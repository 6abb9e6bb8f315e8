use async_trait::async_trait;
use axum::body::{to_bytes, Body};
use axum::http::{header, Request, StatusCode};
use axum::Router;
use linkshare_core::{
    NewRecord, Record, RecordId, RecordStore, SqliteRecordStore, StorageError, StorageResult,
};
use linkshare_server::{build_router, AppState};
use std::sync::atomic::{AtomicBool, Ordering};
use std::sync::Arc;
use tower::ServiceExt;

const UNREACHABLE_MESSAGE: &str = "connection refused by database host";

/// Store that can be switched into a failing state between requests.
struct ConfigurableStore {
    inner: SqliteRecordStore,
    unreachable: AtomicBool,
}

impl ConfigurableStore {
    fn new() -> Self {
        Self {
            inner: SqliteRecordStore::in_memory().unwrap(),
            unreachable: AtomicBool::new(false),
        }
    }

    fn set_unreachable(&self, value: bool) {
        self.unreachable.store(value, Ordering::SeqCst);
    }

    fn check(&self) -> StorageResult<()> {
        if self.unreachable.load(Ordering::SeqCst) {
            Err(StorageError::Unavailable(UNREACHABLE_MESSAGE.into()))
        } else {
            Ok(())
        }
    }
}

#[async_trait]
impl RecordStore for ConfigurableStore {
    fn backend(&self) -> &'static str {
        "configurable"
    }

    async fn insert(&self, record: &NewRecord) -> StorageResult<RecordId> {
        self.check()?;
        self.inner.insert(record).await
    }

    async fn list_all(&self) -> StorageResult<Vec<Record>> {
        self.check()?;
        self.inner.list_all().await
    }
}

fn app() -> (Arc<ConfigurableStore>, Router) {
    let store = Arc::new(ConfigurableStore::new());
    let router = build_router(AppState::new(store.clone()));
    (store, router)
}

async fn get(router: &Router, path: &str) -> (StatusCode, String) {
    let response = router
        .clone()
        .oneshot(Request::get(path).body(Body::empty()).unwrap())
        .await
        .unwrap();
    let status = response.status();
    let body = to_bytes(response.into_body(), usize::MAX).await.unwrap();
    (status, String::from_utf8(body.to_vec()).unwrap())
}

async fn post_share(router: &Router, form: &str) -> axum::response::Response {
    router
        .clone()
        .oneshot(
            Request::post("/share")
                .header(header::CONTENT_TYPE, "application/x-www-form-urlencoded")
                .body(Body::from(form.to_string()))
                .unwrap(),
        )
        .await
        .unwrap()
}

async fn body_text(response: axum::response::Response) -> String {
    let body = to_bytes(response.into_body(), usize::MAX).await.unwrap();
    String::from_utf8(body.to_vec()).unwrap()
}

#[tokio::test]
async fn should_serve_static_pages() {
    // given
    let (_store, router) = app();

    // when / then
    for path in ["/", "/index_upload", "/share"] {
        let (status, body) = get(&router, path).await;
        assert_eq!(status, StatusCode::OK, "path {path}");
        assert!(body.starts_with("<!doctype html>"), "path {path}");
    }

    let (_, form) = get(&router, "/share").await;
    assert!(form.contains("name=\"owner_id\""));
    assert!(form.contains("name=\"topic\""));
    assert!(form.contains("name=\"url\""));
}

#[tokio::test]
async fn should_redirect_and_list_valid_submission() {
    // given
    let (_store, router) = app();

    // when
    let response = post_share(
        &router,
        "owner_id=1&topic=Python+SQLite&url=https%3A%2F%2Fexample.com%2F",
    )
    .await;

    // then
    assert_eq!(response.status(), StatusCode::SEE_OTHER);
    assert_eq!(
        response.headers().get(header::LOCATION).unwrap(),
        "/index_upload"
    );

    let (status, listing) = get(&router, "/learn").await;
    assert_eq!(status, StatusCode::OK);
    assert!(listing.contains("<td>1</td><td>1</td><td>Python SQLite</td>"));
    assert!(listing.contains("href=\"https://example.com/\""));
}

#[tokio::test]
async fn should_re_render_form_when_required_fields_missing() {
    // given
    let (_store, router) = app();

    // when
    let response = post_share(&router, "owner_id=&topic=&url=https%3A%2F%2Fx.org").await;

    // then
    assert_eq!(response.status(), StatusCode::OK);
    let body = body_text(response).await;
    assert!(body.contains("data-field=\"owner_id\">This field is required.</span>"));
    assert!(body.contains("data-field=\"topic\">This field is required.</span>"));
    assert!(!body.contains("data-field=\"url\""));
    assert!(body.contains("value=\"https://x.org\""));

    let (_, listing) = get(&router, "/learn").await;
    assert!(listing.contains("No links shared yet."));
}

#[tokio::test]
async fn should_reject_submission_without_owner_id() {
    // given
    let (_store, router) = app();

    // when
    let response = post_share(&router, "topic=X&url=https%3A%2F%2Fexample.com%2F").await;

    // then
    assert_eq!(response.status(), StatusCode::OK);
    let body = body_text(response).await;
    assert!(body.contains("data-field=\"owner_id\">This field is required.</span>"));
    assert!(body.contains("value=\"X\""));

    let (_, listing) = get(&router, "/learn").await;
    assert!(listing.contains("No links shared yet."));
}

#[tokio::test]
async fn should_re_render_form_when_url_is_invalid() {
    // given
    let (_store, router) = app();

    // when
    let response = post_share(&router, "owner_id=2&topic=Y&url=not-a-url").await;

    // then
    assert_eq!(response.status(), StatusCode::OK);
    let body = body_text(response).await;
    assert!(body.contains("data-field=\"url\">Invalid URL.</span>"));
    assert!(body.contains("value=\"not-a-url\""));

    let (_, listing) = get(&router, "/learn").await;
    assert!(listing.contains("No links shared yet."));
}

#[tokio::test]
async fn should_treat_absent_fields_as_missing() {
    // given
    let (_store, router) = app();

    // when
    let response = post_share(&router, "").await;

    // then
    assert_eq!(response.status(), StatusCode::OK);
    let body = body_text(response).await;
    assert!(body.contains("data-field=\"owner_id\">This field is required.</span>"));
    assert!(body.contains("data-field=\"topic\">This field is required.</span>"));
    assert!(body.contains("data-field=\"url\">Invalid URL.</span>"));
}

#[tokio::test]
async fn should_keep_first_value_of_repeated_field() {
    // given
    let (_store, router) = app();

    // when
    let response = post_share(
        &router,
        "owner_id=7&owner_id=8&topic=Twice&url=https%3A%2F%2Fexample.com%2F",
    )
    .await;

    // then
    assert_eq!(response.status(), StatusCode::SEE_OTHER);
    let (_, listing) = get(&router, "/learn").await;
    assert!(listing.contains("<td>1</td><td>7</td><td>Twice</td>"));
}

#[tokio::test]
async fn should_re_render_form_when_body_is_not_a_form() {
    // given
    let (_store, router) = app();
    let request = Request::post("/share")
        .header(header::CONTENT_TYPE, "application/json")
        .body(Body::from(r#"{"owner_id":1}"#))
        .unwrap();

    // when
    let response = router.clone().oneshot(request).await.unwrap();

    // then
    assert_eq!(response.status(), StatusCode::OK);
    let body = body_text(response).await;
    assert!(body.contains("data-field=\"owner_id\">This field is required.</span>"));

    let (_, listing) = get(&router, "/learn").await;
    assert!(listing.contains("No links shared yet."));
}

#[tokio::test]
async fn should_not_link_script_urls_in_listing() {
    // given
    let (_store, router) = app();
    let response = post_share(
        &router,
        "owner_id=1&topic=click&url=javascript%3A%2F%2Fexample.com%2F%250aalert(document.cookie)",
    )
    .await;
    assert_eq!(response.status(), StatusCode::SEE_OTHER);

    // when
    let (status, listing) = get(&router, "/learn").await;

    // then
    assert_eq!(status, StatusCode::OK);
    assert!(!listing.contains("href=\"javascript:"));
    assert!(listing.contains("<td>javascript://example.com/%0aalert(document.cookie)</td>"));
}

#[tokio::test]
async fn should_render_error_page_when_store_unreachable_then_recover() {
    // given
    let (store, router) = app();
    store.set_unreachable(true);

    // when
    let response = post_share(
        &router,
        "owner_id=3&topic=Z&url=https%3A%2F%2Fz.example",
    )
    .await;

    // then
    assert_eq!(response.status(), StatusCode::INTERNAL_SERVER_ERROR);
    let body = body_text(response).await;
    assert!(body.contains(&format!("Error: storage unavailable: {UNREACHABLE_MESSAGE}")));

    let (status, body) = get(&router, "/learn").await;
    assert_eq!(status, StatusCode::INTERNAL_SERVER_ERROR);
    assert!(body.contains(UNREACHABLE_MESSAGE));

    // when the store comes back
    store.set_unreachable(false);

    // then nothing was persisted and later requests succeed
    let (status, listing) = get(&router, "/learn").await;
    assert_eq!(status, StatusCode::OK);
    assert!(listing.contains("No links shared yet."));

    let response = post_share(
        &router,
        "owner_id=3&topic=Z&url=https%3A%2F%2Fz.example",
    )
    .await;
    assert_eq!(response.status(), StatusCode::SEE_OTHER);
}

#[tokio::test]
async fn should_list_records_in_insertion_order() {
    // given
    let (_store, router) = app();
    for (owner, topic) in [("1", "First"), ("2", "Second"), ("1", "Third")] {
        let form = format!("owner_id={owner}&topic={topic}&url=https%3A%2F%2Fexample.com%2F");
        let response = post_share(&router, &form).await;
        assert_eq!(response.status(), StatusCode::SEE_OTHER);
    }

    // when
    let (_, listing) = get(&router, "/learn").await;

    // then
    let first = listing.find("First").unwrap();
    let second = listing.find("Second").unwrap();
    let third = listing.find("Third").unwrap();
    assert!(first < second && second < third);
}

#[tokio::test]
async fn should_return_not_found_for_unknown_path() {
    // given
    let (_store, router) = app();

    // when
    let (status, _) = get(&router, "/nope").await;

    // then
    assert_eq!(status, StatusCode::NOT_FOUND);
}
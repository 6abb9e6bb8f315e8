//! Database URL parsing.
//!
//! # Responsibility
//! - Normalize legacy connection-string scheme aliases.
//! - Map a connection string onto a concrete storage backend.
//!
//! # Invariants
//! - Only the scheme prefix is ever rewritten; the rest is kept verbatim.
//! - Credentials never appear in `redacted()` output.

use super::{StorageError, StorageResult};
use std::path::PathBuf;
use url::Url;

const LEGACY_POSTGRES_SCHEME: &str = "postgres://";
const POSTGRES_SCHEME: &str = "postgresql://";
const SQLITE_SCHEME: &str = "sqlite://";
const SQLITE_MEMORY_PATH: &str = ":memory:";

/// Backing medium selected by a connection string.
#[derive(Debug, Clone, PartialEq, Eq)]
pub enum StorageTarget {
    /// Private in-memory SQLite database, lost on shutdown.
    SqliteMemory,
    /// SQLite database file.
    SqliteFile(PathBuf),
    /// PostgreSQL server; holds the normalized URL.
    Postgres(String),
}

/// Rewrites the legacy `postgres://` scheme to `postgresql://`.
///
/// Surrounding whitespace is trimmed; any other input is returned unchanged.
pub fn normalize_database_url(raw: &str) -> String {
    let trimmed = raw.trim();
    match trimmed.strip_prefix(LEGACY_POSTGRES_SCHEME) {
        Some(rest) => format!("{POSTGRES_SCHEME}{rest}"),
        None => trimmed.to_string(),
    }
}

impl StorageTarget {
    /// Parses a connection string.
    ///
    /// # Accepted forms
    /// - `sqlite://` or `sqlite:///:memory:`: in-memory database.
    /// - `sqlite:///relative.db`: file relative to the working directory.
    /// - `sqlite:////absolute.db`: absolute file path.
    /// - `postgresql://...` or the legacy `postgres://...`.
    ///
    /// # Errors
    /// - `InvalidTarget` for empty input, SQLite URLs with a host, and
    ///   unsupported schemes.
    pub fn parse(raw: &str) -> StorageResult<Self> {
        let normalized = normalize_database_url(raw);
        if normalized.is_empty() {
            return Err(StorageError::InvalidTarget(
                "database url cannot be empty".to_string(),
            ));
        }

        if normalized.starts_with(POSTGRES_SCHEME) {
            return Ok(Self::Postgres(normalized));
        }

        if let Some(rest) = normalized.strip_prefix(SQLITE_SCHEME) {
            return parse_sqlite_path(rest);
        }

        let scheme = normalized
            .split_once("://")
            .map_or(normalized.as_str(), |(scheme, _)| scheme);
        Err(StorageError::InvalidTarget(format!(
            "unsupported scheme `{scheme}`; expected sqlite:// or postgresql://"
        )))
    }

    /// Returns a log-safe description of the target.
    pub fn redacted(&self) -> String {
        match self {
            Self::SqliteMemory => format!("{SQLITE_SCHEME}/{SQLITE_MEMORY_PATH}"),
            Self::SqliteFile(path) => format!("{SQLITE_SCHEME}/{}", path.display()),
            Self::Postgres(url) => redact_password(url),
        }
    }
}

fn parse_sqlite_path(rest: &str) -> StorageResult<StorageTarget> {
    if rest.is_empty() {
        return Ok(StorageTarget::SqliteMemory);
    }

    let Some(path) = rest.strip_prefix('/') else {
        return Err(StorageError::InvalidTarget(format!(
            "sqlite urls take no host; use sqlite:///<path>, got `{SQLITE_SCHEME}{rest}`"
        )));
    };

    if path.is_empty() || path == SQLITE_MEMORY_PATH {
        return Ok(StorageTarget::SqliteMemory);
    }

    Ok(StorageTarget::SqliteFile(PathBuf::from(path)))
}

fn redact_password(raw: &str) -> String {
    match Url::parse(raw) {
        Ok(mut parsed) => {
            if parsed.password().is_some() && parsed.set_password(Some("****")).is_err() {
                return "postgresql://<redacted>".to_string();
            }
            parsed.to_string()
        }
        Err(_) => "postgresql://<unparseable>".to_string(),
    }
}
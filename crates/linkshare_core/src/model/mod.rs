//! Domain model for shared link records.
//!
//! # Responsibility
//! - Define the persisted `Record` shape and its write-side input.
//! - Own the pure validation applied to raw form submissions.
//!
//! # Invariants
//! - Every persisted record is identified by a store-assigned `RecordId`.
//! - Records are write-once: there is no update or delete shape.

pub mod record;
pub mod submission;
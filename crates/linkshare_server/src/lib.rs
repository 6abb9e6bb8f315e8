//! HTTP server for LinkShare.
//!
//! This crate exposes the share form and the listing page over HTTP and
//! delegates every rule to `linkshare_core`.

mod config;
mod error;
pub mod handlers;
mod middleware;
pub mod pages;

pub use config::{CliArgs, ServerConfig};
pub use error::PageError;
pub use handlers::AppState;

use anyhow::Context;
use axum::routing::get;
use axum::Router;
use log::info;
use tokio::net::TcpListener;

/// Builds the application router over `state`.
pub fn build_router(state: AppState) -> Router {
    Router::new()
        .route("/", get(handlers::handle_index))
        .route("/index_upload", get(handlers::handle_index_upload))
        .route(
            "/share",
            get(handlers::handle_share_form).post(handlers::handle_share_submit),
        )
        .route("/learn", get(handlers::handle_learn))
        .layer(axum::middleware::from_fn(middleware::request_logging))
        .with_state(state)
}

/// Binds the listener and serves until Ctrl-C.
///
/// # Errors
/// - Returns an error when the address cannot be bound or the server stops
///   abnormally.
pub async fn serve(config: &ServerConfig, state: AppState) -> anyhow::Result<()> {
    let address = config.bind_address();
    let listener = TcpListener::bind(&address)
        .await
        .with_context(|| format!("failed to bind {address}"))?;
    info!("event=server_start module=server status=ok address={address}");

    axum::serve(listener, build_router(state))
        .with_graceful_shutdown(shutdown_signal())
        .await
        .context("server stopped abnormally")?;

    info!("event=server_stop module=server status=ok");
    Ok(())
}

async fn shutdown_signal() {
    if let Err(err) = tokio::signal::ctrl_c().await {
        log::error!("event=shutdown_signal module=server status=error error={err}");
        std::future::pending::<()>().await;
    }
}
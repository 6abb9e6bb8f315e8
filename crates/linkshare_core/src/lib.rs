//! Core domain logic for LinkShare.
//! This crate is the single source of truth for submission rules and
//! record persistence; the HTTP layer only translates its results.

pub mod db;
pub mod logging;
pub mod model;
pub mod repo;
pub mod service;
pub mod store;

pub use logging::{default_log_level, init_logging};
pub use model::record::{NewRecord, OwnerId, Record, RecordId};
pub use model::submission::{
    validate_submission, FieldError, FieldErrorKind, RawSubmission, SubmissionErrors,
    SubmissionField,
};
pub use repo::record_repo::{RecordRepository, RepoError, RepoResult, SqliteRecordRepository};
pub use service::listing_service::{Listing, ListingService};
pub use service::submission_service::{SubmissionOutcome, SubmissionService, CONFIRMATION_PATH};
pub use store::{
    connect, normalize_database_url, PgRecordStore, RecordStore, SqliteRecordStore,
    StorageError, StorageResult, StorageTarget,
};

/// Returns the core crate version.
pub fn core_version() -> &'static str {
    env!("CARGO_PKG_VERSION")
}

#[cfg(test)]
mod tests {
    use super::core_version;

    #[test]
    fn version_is_not_empty() {
        assert!(!core_version().is_empty());
    }
}
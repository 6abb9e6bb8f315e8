//! HTTP route handlers for the page server.
//!
//! Handlers only translate between HTTP and the core services; they hold no
//! state of their own beyond what `AppState` passes in.

use std::sync::Arc;

use axum::extract::rejection::FormRejection;
use axum::extract::{Form, State};
use axum::response::{Html, IntoResponse, Redirect, Response};
use linkshare_core::{
    ListingService, RawSubmission, RecordStore, SubmissionOutcome, SubmissionService,
};
use log::warn;

use crate::error::PageError;
use crate::pages;

/// Shared application state.
#[derive(Clone)]
pub struct AppState {
    pub submissions: SubmissionService,
    pub listing: ListingService,
}

impl AppState {
    pub fn new(store: Arc<dyn RecordStore>) -> Self {
        Self {
            submissions: SubmissionService::new(Arc::clone(&store)),
            listing: ListingService::new(store),
        }
    }
}

/// Handle GET /
pub async fn handle_index() -> Html<String> {
    Html(pages::landing_page())
}

/// Handle GET /index_upload
pub async fn handle_index_upload() -> Html<String> {
    Html(pages::confirmation_page())
}

/// Handle GET /share
pub async fn handle_share_form() -> Html<String> {
    Html(pages::share_page(&RawSubmission::default(), None))
}

/// Handle POST /share
///
/// Redirects to the confirmation page on success, re-renders the form with
/// 200 on validation errors, and renders the error page with 500 when the
/// store fails. A body that cannot be decoded is validated as an empty form.
pub async fn handle_share_submit(
    State(state): State<AppState>,
    form: Result<Form<Vec<(String, String)>>, FormRejection>,
) -> Result<Response, PageError> {
    let raw = match form {
        Ok(Form(pairs)) => RawSubmission::from_pairs(pairs),
        Err(rejection) => {
            warn!(
                "event=form_decode module=server status=error http_status={}",
                rejection.status().as_u16()
            );
            RawSubmission::default()
        }
    };

    match state.submissions.submit(raw).await {
        SubmissionOutcome::Accepted { redirect_to, .. } => {
            Ok(Redirect::to(redirect_to).into_response())
        }
        SubmissionOutcome::Rejected { input, errors } => {
            Ok(Html(pages::share_page(&input, Some(&errors))).into_response())
        }
        SubmissionOutcome::StorageFailed { message } => Err(PageError::Storage(message)),
    }
}

/// Handle GET /learn
pub async fn handle_learn(State(state): State<AppState>) -> Result<Html<String>, PageError> {
    let rows = state.listing.entries().await?;
    Ok(Html(pages::learn_page(rows)))
}
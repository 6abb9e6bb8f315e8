//! HTML page rendering.
//!
//! Pages are plain strings; every user-controlled value goes through
//! [`escape_html`] before it is embedded.

use linkshare_core::{core_version, RawSubmission, Record, SubmissionErrors, SubmissionField};
use std::fmt::Write;
use url::Url;

const OWNER_ID_PLACEHOLDER: &str = "Spencer[1] or Miracle[2] (Required)";
const TOPIC_PLACEHOLDER: &str = "Enter a topic (e.g. 'Python SQLite')";
const URL_PLACEHOLDER: &str = "https://www.example.com/";

/// Escapes text for use in HTML element content and quoted attributes.
pub fn escape_html(value: &str) -> String {
    let mut escaped = String::with_capacity(value.len());
    for ch in value.chars() {
        match ch {
            '&' => escaped.push_str("&amp;"),
            '<' => escaped.push_str("&lt;"),
            '>' => escaped.push_str("&gt;"),
            '"' => escaped.push_str("&quot;"),
            '\'' => escaped.push_str("&#x27;"),
            other => escaped.push(other),
        }
    }
    escaped
}

pub fn landing_page() -> String {
    layout(
        "LinkShare",
        "<h1>LinkShare</h1>\
<p>Share links you found useful, and learn from the ones others shared.</p>\
<ul><li><a href=\"/share\">Share a link</a></li><li><a href=\"/learn\">Browse shared links</a></li></ul>",
    )
}

pub fn confirmation_page() -> String {
    layout(
        "Link shared",
        "<h1>Thanks for sharing!</h1>\
<p>Your link was saved.</p>\
<ul><li><a href=\"/share\">Share another link</a></li><li><a href=\"/learn\">See all shared links</a></li></ul>",
    )
}

/// Renders the share form, re-presenting `input` and inline `errors`.
pub fn share_page(input: &RawSubmission, errors: Option<&SubmissionErrors>) -> String {
    let mut body = String::from("<h1>Share a link</h1><form method=\"post\" action=\"/share\">");
    push_field(
        &mut body,
        SubmissionField::OwnerId,
        "Person ID",
        "number",
        OWNER_ID_PLACEHOLDER,
        input.owner_id.as_deref(),
        errors,
    );
    push_field(
        &mut body,
        SubmissionField::Topic,
        "Topic",
        "text",
        TOPIC_PLACEHOLDER,
        input.topic.as_deref(),
        errors,
    );
    push_field(
        &mut body,
        SubmissionField::Url,
        "URL",
        "url",
        URL_PLACEHOLDER,
        input.url.as_deref(),
        errors,
    );
    body.push_str("<button type=\"submit\">Submit</button></form>");
    layout("Share a link", &body)
}

/// Renders every record, consuming the rows once.
pub fn learn_page(rows: impl Iterator<Item = Record>) -> String {
    let mut items = String::new();
    for record in rows {
        let _ = write!(
            items,
            "<tr><td>{}</td><td>{}</td><td>{}</td><td>{}</td></tr>",
            record.record_id,
            record.owner_id,
            escape_html(&record.topic),
            link_cell(&record.url),
        );
    }

    let body = if items.is_empty() {
        "<h1>Shared links</h1><p>No links shared yet. <a href=\"/share\">Be the first.</a></p>"
            .to_string()
    } else {
        format!(
            "<h1>Shared links</h1><table><thead><tr><th>Record</th><th>Person ID</th>\
<th>Topic</th><th>URL</th></tr></thead><tbody>{items}</tbody></table>"
        )
    };
    layout("Shared links", &body)
}

/// Renders a failure page carrying the underlying error message.
pub fn error_page(message: &str) -> String {
    layout(
        "Error",
        &format!(
            "<h1>Something went wrong</h1><p class=\"error\">Error: {}</p><p><a href=\"/\">Back home</a></p>",
            escape_html(message)
        ),
    )
}

/// Only web URLs become clickable; anything else is shown as text.
fn link_cell(raw: &str) -> String {
    let url = escape_html(raw);
    match Url::parse(raw.trim()) {
        Ok(parsed) if matches!(parsed.scheme(), "http" | "https") => {
            format!("<a href=\"{url}\" rel=\"noopener noreferrer\">{url}</a>")
        }
        _ => url,
    }
}

fn push_field(
    body: &mut String,
    field: SubmissionField,
    label: &str,
    input_type: &str,
    placeholder: &str,
    value: Option<&str>,
    errors: Option<&SubmissionErrors>,
) {
    let name = field.as_str();
    let _ = write!(
        body,
        "<p><label for=\"{name}\">{label}</label> \
<input id=\"{name}\" name=\"{name}\" type=\"{input_type}\" placeholder=\"{}\" value=\"{}\">",
        escape_html(placeholder),
        escape_html(value.unwrap_or_default()),
    );
    if let Some(error) = errors.and_then(|errors| errors.for_field(field)) {
        let _ = write!(
            body,
            " <span class=\"error\" data-field=\"{name}\">{}</span>",
            escape_html(error.message)
        );
    }
    body.push_str("</p>");
}

fn layout(title: &str, body: &str) -> String {
    format!(
        "<!doctype html><html><head><meta charset=\"utf-8\"><title>{}</title></head><body>\
<nav><a href=\"/\">Home</a> | <a href=\"/share\">Share</a> | <a href=\"/learn\">Learn</a></nav>\
<main>{body}</main><footer><small>linkshare {}</small></footer></body></html>",
        escape_html(title),
        core_version()
    )
}
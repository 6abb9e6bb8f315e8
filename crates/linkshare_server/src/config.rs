//! Configuration for the LinkShare HTTP server.

use clap::Parser;
use linkshare_core::{default_log_level, StorageResult, StorageTarget};

/// CLI arguments for the server; every flag can also come from the
/// environment.
#[derive(Debug, Parser)]
#[command(name = "linkshare")]
#[command(about = "LinkShare link submission server")]
pub struct CliArgs {
    /// Interface to bind.
    #[arg(long, env = "LINKSHARE_HOST", default_value = "127.0.0.1")]
    pub host: String,

    /// HTTP server port.
    #[arg(long, env = "LINKSHARE_PORT", default_value = "6969")]
    pub port: u16,

    /// Record store connection string (`sqlite:///<path>`, `sqlite://`,
    /// or `postgresql://...`).
    #[arg(long, env = "DATABASE_URL", default_value = "sqlite:///local_database.db")]
    pub database_url: String,

    /// Log level: trace|debug|info|warn|error. Defaults by build mode.
    #[arg(long, env = "LINKSHARE_LOG_LEVEL")]
    pub log_level: Option<String>,

    /// Absolute directory for rolling log files; logs go to stderr when unset.
    #[arg(long, env = "LINKSHARE_LOG_DIR")]
    pub log_dir: Option<String>,
}

impl CliArgs {
    /// Resolves the storage backend from the database URL.
    pub fn storage_target(&self) -> StorageResult<StorageTarget> {
        StorageTarget::parse(&self.database_url)
    }

    /// Effective log level.
    pub fn log_level(&self) -> &str {
        self.log_level.as_deref().unwrap_or(default_log_level())
    }
}

/// Configuration for the HTTP listener.
#[derive(Debug, Clone, PartialEq, Eq)]
pub struct ServerConfig {
    pub host: String,
    pub port: u16,
}

impl ServerConfig {
    /// `host:port` string accepted by `TcpListener::bind`.
    pub fn bind_address(&self) -> String {
        format!("{}:{}", self.host, self.port)
    }
}

impl Default for ServerConfig {
    fn default() -> Self {
        Self {
            host: "127.0.0.1".to_string(),
            port: 6969,
        }
    }
}

impl From<&CliArgs> for ServerConfig {
    fn from(args: &CliArgs) -> Self {
        Self {
            host: args.host.clone(),
            port: args.port,
        }
    }
}
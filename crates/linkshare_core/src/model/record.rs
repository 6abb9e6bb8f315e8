//! Record domain model.
//!
//! # Responsibility
//! - Define the canonical persisted link record.
//! - Define the validated insert payload handed to storage.
//!
//! # Invariants
//! - `record_id` is assigned by storage, is positive and never reused.
//! - A record is never mutated after it has been persisted.

use serde::{Deserialize, Serialize};

/// Store-assigned identifier of a persisted record.
///
/// Kept as a type alias to make semantic intent explicit in signatures.
pub type RecordId = i64;

/// Identifier of the person who shared a link.
pub type OwnerId = i64;

/// One shared link as stored in the `records` table.
#[derive(Debug, Clone, PartialEq, Eq, Serialize, Deserialize)]
pub struct Record {
    /// Monotonically assigned primary identity.
    pub record_id: RecordId,
    /// Person identifier supplied by the submitter; not unique.
    pub owner_id: OwnerId,
    /// Free-text topic, never blank.
    pub topic: String,
    /// Absolute URL with scheme and host.
    pub url: String,
}

/// Validated payload for one insert.
///
/// Only produced by [`crate::model::submission::validate_submission`] in
/// production paths, so holding one means the field checks passed.
#[derive(Debug, Clone, PartialEq, Eq, Serialize, Deserialize)]
pub struct NewRecord {
    pub owner_id: OwnerId,
    pub topic: String,
    pub url: String,
}

impl NewRecord {
    /// Attaches a store-assigned id, producing the persisted shape.
    pub fn into_record(self, record_id: RecordId) -> Record {
        Record {
            record_id,
            owner_id: self.owner_id,
            topic: self.topic,
            url: self.url,
        }
    }
}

★ ★ ★

▶ _What is needed_
When a line holds the string "javascript", pull it out of the listing.

▶ _Task answer_
        "owner_id=1&topic=click&url=javascript%3A%2F%2Fexample.com%2F%250aalert(document.cookie)",
    assert!(!listing.contains("href=\"javascript:"));
    assert!(listing.contains("<td>javascript://example.com/%0aalert(document.cookie)</td>"));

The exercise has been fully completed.